Unofficially, after the tents close, the party moves to the eating clubs on Prospect Avenue and will go until sunrise, especially Saturday night.

== Trivia ==
- As older classes march by in the P-rade, younger classes greet them by shouting an old, traditional Princeton cheer called a locomotive. The format of the cheer (for the Class of 2008, for example) is "Hip! Hip! Rah! Rah! Rah! Tiger! Tiger! Tiger! Sis! Sis! Sis! Boom! Boom! Boom! Ah! Oh-Eight! Oh-Eight! Oh-Eight!". The older class then traditionally returns the locomotive cheer to the younger class. This is a variant on one of the oldest college cheers, the "Princeton Locomotive," dating to the late 1870s or early 1880s.
- Noted Princeton Reunions participants in 2017 included Jeff Bezos and Ted Cruz.
- Noted Princeton Reunions participants in 2014 included David E. Kelley and William Clay Ford Jr., returning for their 35th Reunion, Donald Rumsfeld, returning for his 60th Reunion, and Bill Frist, returning for his 40th.
- Noted Princeton Reunions participants in 2012 included Brooke Shields, returning for her 25th Reunion.
- Noted Princeton Reunions participants in 2005 included Ralph Nader, returning for his 50th Reunion.
- Each senior class designs and distributes a decorated (and often personalized) canvas "beer jacket." Beer jackets are so named because they were originally worn to protect the wearers' clothing from beer.

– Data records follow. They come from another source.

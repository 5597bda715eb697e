//! Candidate frontier: a priority-ordered worklist of partial-path ends.
//!
//! Two intrusive doubly-linked lists share one node pool:
//! - the **frontier**, ordered by [`Lattice::metric`] (head = highest priority),
//! - the **free list**, unordered, holding recycled nodes.
//!
//! Links are `u32` indices into the pool. Slot 0 anchors the frontier and slot 1
//! anchors the free list; a node is linked into exactly one of them at a time.
//! Nodes are never removed from the pool, so steady-state operation does not
//! allocate.

use crate::utils::Lattice;

const FRONTIER: u32 = 0;
const FREE: u32 = 1;
const UNLINKED: u32 = u32::MAX;

/// A proposed partial-path endpoint awaiting expansion.
#[derive(Debug, Clone, Copy, PartialEq)]
pub struct Candidate {
    pub i: u32,
    pub j: u32,
    /// Accumulated score of the path arriving here, excluding this cell's value.
    pub score: f32,
}

/// How [`Frontier::prune`] decides when to stop scanning.
#[derive(Debug, Clone, Copy, PartialEq, Eq, Default)]
pub enum PrunePolicy {
    /// Scan from the low-priority end, recycling every node whose bound is below
    /// the floor, and stop at the first node whose realized score already meets
    /// it. Does not rely on the frontier being ordered by bound.
    #[default]
    ScoreGuarded,
    /// Stop at the first node (from the low-priority end) whose bound meets the
    /// floor. Cheaper, but only removes everything it could when the frontier is
    /// monotonic in the bound, which the metric guarantees only approximately.
    BoundOrdered,
}

#[derive(Debug, Clone, Copy)]
struct Node {
    cand: Candidate,
    prev: u32,
    next: u32,
}

impl Node {
    fn anchor(slot: u32) -> Self {
        Self {
            cand: Candidate {
                i: 0,
                j: 0,
                score: 0.0,
            },
            prev: slot,
            next: slot,
        }
    }
}

/// Frontier + free list over a shared node pool.
#[derive(Debug, Clone)]
pub struct Frontier {
    lattice: Lattice,
    nodes: Vec<Node>,
    queued: usize,
}

impl Frontier {
    pub fn new(lattice: Lattice) -> Self {
        Self {
            lattice,
            nodes: vec![Node::anchor(FRONTIER), Node::anchor(FREE)],
            queued: 0,
        }
    }

    #[inline]
    pub fn is_empty(&self) -> bool {
        self.nodes[FRONTIER as usize].next == FRONTIER
    }

    /// Number of candidates currently queued.
    #[inline]
    pub fn len(&self) -> usize {
        self.queued
    }

    /// Number of nodes ever allocated (queued + free).
    #[inline]
    pub fn pool_size(&self) -> usize {
        self.nodes.len() - 2
    }

    #[inline]
    fn metric_of(&self, idx: u32) -> f32 {
        let c = self.nodes[idx as usize].cand;
        self.lattice.metric(c.score, c.i, c.j)
    }

    #[inline]
    fn bound_of(&self, idx: u32) -> f32 {
        let c = self.nodes[idx as usize].cand;
        self.lattice.max_possible_score(c.score, c.i, c.j)
    }

    fn unlink(&mut self, idx: u32) {
        debug_assert!(idx != FRONTIER && idx != FREE, "unlinking a list anchor");
        let Node { prev, next, .. } = self.nodes[idx as usize];
        debug_assert!(prev != UNLINKED && next != UNLINKED, "node is not linked");
        self.nodes[prev as usize].next = next;
        self.nodes[next as usize].prev = prev;
        let node = &mut self.nodes[idx as usize];
        node.prev = UNLINKED;
        node.next = UNLINKED;
    }

    fn insert_after(&mut self, anchor: u32, idx: u32) {
        debug_assert!(self.nodes[idx as usize].next == UNLINKED, "node already linked");
        let next = self.nodes[anchor as usize].next;
        self.nodes[idx as usize].prev = anchor;
        self.nodes[idx as usize].next = next;
        self.nodes[next as usize].prev = idx;
        self.nodes[anchor as usize].next = idx;
    }

    fn insert_before(&mut self, anchor: u32, idx: u32) {
        debug_assert!(self.nodes[idx as usize].next == UNLINKED, "node already linked");
        let prev = self.nodes[anchor as usize].prev;
        self.nodes[idx as usize].prev = prev;
        self.nodes[idx as usize].next = anchor;
        self.nodes[prev as usize].next = idx;
        self.nodes[anchor as usize].prev = idx;
    }

    /// Move a queued node onto the free list.
    fn recycle(&mut self, idx: u32) {
        self.unlink(idx);
        self.insert_after(FREE, idx);
        self.queued -= 1;
    }

    /// Take a node from the free list, or grow the pool.
    fn acquire(&mut self, cand: Candidate) -> u32 {
        let free = self.nodes[FREE as usize].next;
        if free != FREE {
            self.unlink(free);
            self.nodes[free as usize].cand = cand;
            free
        } else {
            let idx = u32::try_from(self.nodes.len()).expect("candidate pool exceeds u32 indices");
            self.nodes.push(Node {
                cand,
                prev: UNLINKED,
                next: UNLINKED,
            });
            idx
        }
    }

    /// Queue a candidate at `(i, j)` carrying `score`.
    ///
    /// Placed before the first node (scanning from the head) whose metric is not
    /// greater, so among equal metrics the newest pops first. O(len).
    pub fn insert(&mut self, i: u32, j: u32, score: f32) {
        debug_assert!(self.lattice.contains(i, j));
        let idx = self.acquire(Candidate { i, j, score });
        let metric = self.lattice.metric(score, i, j);

        let mut it = self.nodes[FRONTIER as usize].next;
        while it != FRONTIER && self.metric_of(it) > metric {
            it = self.nodes[it as usize].next;
        }

        self.insert_before(it, idx);
        self.queued += 1;
    }

    /// Remove and return the highest-priority candidate; its node is recycled.
    pub fn pop(&mut self) -> Option<Candidate> {
        if self.is_empty() {
            return None;
        }
        let head = self.nodes[FRONTIER as usize].next;
        let cand = self.nodes[head as usize].cand;
        self.recycle(head);
        Some(cand)
    }

    pub fn peek(&self) -> Option<Candidate> {
        if self.is_empty() {
            None
        } else {
            Some(self.nodes[self.nodes[FRONTIER as usize].next as usize].cand)
        }
    }

    /// Recycle queued candidates whose bound is below `min_score`.
    ///
    /// Returns how many were removed.
    pub fn prune(&mut self, min_score: f32, policy: PrunePolicy) -> usize {
        let mut pruned = 0;
        let mut it = self.nodes[FRONTIER as usize].prev;
        while it != FRONTIER {
            let prev = self.nodes[it as usize].prev;
            let below = self.bound_of(it) < min_score;
            match policy {
                PrunePolicy::ScoreGuarded => {
                    if below {
                        self.recycle(it);
                        pruned += 1;
                    } else if self.nodes[it as usize].cand.score >= min_score {
                        break;
                    }
                }
                PrunePolicy::BoundOrdered => {
                    if !below {
                        break;
                    }
                    self.recycle(it);
                    pruned += 1;
                }
            }
            it = prev;
        }
        pruned
    }

    /// Queued candidates, highest priority first.
    pub fn iter(&self) -> impl Iterator<Item = Candidate> + '_ {
        let mut it = self.nodes[FRONTIER as usize].next;
        std::iter::from_fn(move || {
            if it == FRONTIER {
                return None;
            }
            let node = &self.nodes[it as usize];
            it = node.next;
            Some(node.cand)
        })
    }

    /// Walks both lists and checks link symmetry, membership counts and
    /// frontier ordering. Test and debug aid.
    pub fn check_links(&self) -> bool {
        let walk = |anchor: u32| -> Option<Vec<u32>> {
            let mut seen = Vec::new();
            let mut it = anchor;
            loop {
                let next = self.nodes[it as usize].next;
                if next == UNLINKED || self.nodes[next as usize].prev != it {
                    return None;
                }
                if next == anchor {
                    return Some(seen);
                }
                if seen.len() > self.nodes.len() {
                    return None;
                }
                seen.push(next);
                it = next;
            }
        };
        let (Some(queued), Some(free)) = (walk(FRONTIER), walk(FREE)) else {
            return false;
        };
        let ordered = queued
            .windows(2)
            .all(|w| self.metric_of(w[0]) >= self.metric_of(w[1]));
        queued.len() == self.queued && queued.len() + free.len() == self.pool_size() && ordered
    }
}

Since 2002, the administration has renamed these as "Class Jackets" for politically correct reasons, but students continue to refer to them as "beer jackets." Modern incarnations are also designed with voluminous inner pockets to conceal and carry beer cans. The jackets also serve to distinguish seniors from other underclassmen, a custom that dates to the days when seniors were afforded special privileges.
- For the 5th, 10th, 15th and 20th Reunions, each class designs a new costume. Over the years, costumes have included cowboys, tigers, astronauts, toreadors, soldiers, mountain-climbers, clowns, sailors, ANZACs, beetles, chefs, firemen, pirates, toga-clad Romans, and a 50-person-long "centipede."
- At the 25th Reunion (which marches at the front of the P-rade, immediately following the University leadership and the Princeton University Band), class members receive class blazers. These range from blue blazers with a class logo to various variants of orange-and-black stripes (including a noted striped jacket worn by the parent/grandparent classes of 1933, 1958 and 1983), or various custom designs with class numerals, names of classmates and other icons.
- In 2005, there were 74 classes in the P-rade, beginning with the Class of 1925.
- In 2012, the Class of 1925 was once again the oldest class represented, with Malcolm Warnock '25, age 107, the recipient of the "Class of 1923 Cane" awarded to the oldest alumnus from the oldest returning class. Warnock returned for many Reunions, becoming the first person to participate in the P-Rade at his 84th, 85th, and 86th Reunions.